Kawasaki disease happens most often in children 6 months to 5 years of age. Most children recover without serious complications in about two months if treated within 10 days of the start of the disease. Medications are often used to treat Kawasaki disease.


Symptoms of the Kawasaki disease may not manifest at the same time. A child typically needs a fever for five or more days and at least four of the following symptoms to be diagnosed with Kawasaki disease.

Symptoms of Kawasaki disease include:

  • A rash occurring on the main part of the body or within the genital area
  • Swollen lymph node in the neck
  • Eyes that are red or pink with no significant discharge
  • Lips that are red, dry, and cracked, along with a notably swollen, red tongue.
  • Skin on the palms of the hands and the soles of the feet exhibiting pronounced redness and swelling, followed by subsequent peeling of the skin on the fingers and toes.

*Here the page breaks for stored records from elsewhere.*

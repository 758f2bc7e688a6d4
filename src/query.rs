//! Query string assembly.

use std::borrow::Cow;

use crate::encoding::{
    Component, encode_component, encode_literal, encode_or_validate, percent_decode, validate,
};
use crate::error::ComponentError;

/// Appends `name=value` to `query`, joining with `&`.
///
/// `name` and `value` must already be encoded.
pub(crate) fn append_param(query: &mut Option<String>, name: &str, value: &str) {
    let buf = query.get_or_insert_with(String::new);
    if !buf.is_empty() {
        buf.push('&');
    }
    buf.push_str(name);
    buf.push('=');
    buf.push_str(value);
}

/// Encodes or validates one query parameter.
pub(crate) fn encode_param(
    name: &str,
    value: &str,
    encode: bool,
) -> Result<(String, String), ComponentError> {
    Ok((
        encode_or_validate(name, Component::QueryName, encode)?,
        encode_or_validate(value, Component::QueryValue, encode)?,
    ))
}

/// Prepares a whole query string.
///
/// With `encode`, each `&`-separated pair is encoded as a name and an
/// optional `=value`, keeping the separators. Without it, the text must
/// already be a legal query.
pub(crate) fn full_query(query: &str, encode: bool) -> Result<String, ComponentError> {
    if !encode {
        validate(query, Component::Query)?;
        return Ok(query.to_string());
    }
    let pairs: Vec<String> = query
        .split('&')
        .map(|pair| match pair.split_once('=') {
            Some((name, value)) => format!(
                "{}={}",
                encode_component(name, Component::QueryName),
                encode_component(value, Component::QueryValue)
            ),
            None => encode_component(pair, Component::QueryName),
        })
        .collect();
    Ok(pairs.join("&"))
}

/// Decodes each pair of a raw query and encodes it again, braces included.
pub(crate) fn reencode(raw: &str) -> String {
    let pairs: Vec<String> = raw
        .split('&')
        .map(|pair| match pair.split_once('=') {
            Some((name, value)) => format!(
                "{}={}",
                encode_literal(&percent_decode(name), Component::QueryName),
                encode_literal(&percent_decode(value), Component::QueryValue)
            ),
            None => encode_literal(&percent_decode(pair), Component::QueryName),
        })
        .collect();
    pairs.join("&")
}

/// Splits a raw query into decoded `(name, value)` pairs.
///
/// Empty pairs are skipped; a pair without `=` has an empty value.
pub(crate) fn decoded_pairs(query: &str) -> impl Iterator<Item = (Cow<'_, str>, Cow<'_, str>)> {
    query.split('&').filter(|p| !p.is_empty()).map(|pair| {
        let (name, value) = pair.split_once('=').unwrap_or((pair, ""));
        (percent_decode(name), percent_decode(value))
    })
}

Some cases of Kawasaki may include these signs and symptoms:

  • Stomach pain
  • Diarrhea
  • Vomiting
  • Irritability
  • Aching joints

Incomplete Kawasaki disease may occur if a child had a high fever for five or more days but fewer than four of the other signs and symptoms. Children with incomplete Kawasaki disease is still required of treatment within 10 days of the onset of symptoms because they still run the risk of suffering from coronary artery damage.

Children who exhibit these symptoms may also undergo COVID-19 testing, as Kawasaki disease can present similar symptoms to the multisystem inflammatory syndrome in children with COVID-19 worldwide.

If the child experiences a recurrent fever, severe joint pain, or worsening of previous symptoms, contact a healthcare provider for proper diagnosis and treatment.

If Kawasaki disease is treated within 10 days of the onset, there may be a significant reduction in the possibility of long-term damage to the coronary arteries feeding the heart muscle. Complications impacting the heart can reach a severity level that may result in fatality between 15 and 45 days after the onset of a fever.


The precise cause of Kawasaki disease remains elusive. Scientists are actively exploring potential factors that might play a role in the development of Kawasaki disease, including infections, environmental factors, and genetic influences. Some hypotheses suggest that Kawasaki disease may arise from a combination of environmental factors or develop in the wake of a bacterial or viral infection.

Risk factors

Several factors may contribute to one’s risk of acquiring Kawasaki disease. More cases also happen in late winter and early spring in North America. The risk factors include:

  • Age: The risk of acquiring Kawasaki disease is higher among kids under 5 years old.
  • Sex: Kawasaki disease is more likely to affect boys than girls.
  • Ethnicity: Kawasaki disease is more common in children of Asian or Pacific Island ancestry, including Japanese or Korean children.